Action item.
Your output should consist solely of the lines from the one with "use super::resolved::ResolvedConfig;" through the end of the records, reproduced exactly, both ends included.

BEGIN Information

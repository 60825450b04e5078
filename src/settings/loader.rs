use anyhow::{Context, Result};

use super::raw::RawConfig;
use super::resolved::ResolvedConfig;
use super::sources::build_config;
use crate::cli::CliArgs;

/// Load configuration by combining CLI arguments, config files and environment
/// variables.
pub fn load(cli: &CliArgs) -> Result<ResolvedConfig> {
	let builder = build_config(cli)?;
	let mut raw: RawConfig = builder
		.try_deserialize()
		.context("failed to deserialize configuration")?;
	raw.apply_cli_overrides(cli);
	raw.resolve(cli)
}
use super::{ConfigError, ConfigSources, ResolvedConfig};

pub(super) fn validate(
	config: &ResolvedConfig,
	sources: &ConfigSources,
) -> Result<(), ConfigError> {
	if config.debounce.is_zero() {
		return Err(ConfigError::invalid(
			"search.debounce_ms",
			"0",
			sources.source_for_debounce(),
			"must be greater than zero",
		));
	}

	if config.timeout.is_zero() {
		return Err(ConfigError::invalid(
			"api.timeout_ms",
			"0",
			sources.source_for_timeout(),
			"must be greater than zero",
		));
	}

	Ok(())
}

END Information

Exercise answer.
use super::resolved::ResolvedConfig;
use super::sources::build_config;
use crate::cli::CliArgs;

/// Load configuration by combining CLI arguments, config files and environment
/// variables.
pub fn load(cli: &CliArgs) -> Result<ResolvedConfig> {
	let builder = build_config(cli)?;
	let mut raw: RawConfig = builder
		.try_deserialize()
		.context("failed to deserialize configuration")?;
	raw.apply_cli_overrides(cli);
	raw.resolve(cli)
}
use super::{ConfigError, ConfigSources, ResolvedConfig};

pub(super) fn validate(
	config: &ResolvedConfig,
	sources: &ConfigSources,
) -> Result<(), ConfigError> {
	if config.debounce.is_zero() {
		return Err(ConfigError::invalid(
			"search.debounce_ms",
			"0",
			sources.source_for_debounce(),
			"must be greater than zero",
		));
	}

	if config.timeout.is_zero() {
		return Err(ConfigError::invalid(
			"api.timeout_ms",
			"0",
			sources.source_for_timeout(),
			"must be greater than zero",
		));
	}

	Ok(())
}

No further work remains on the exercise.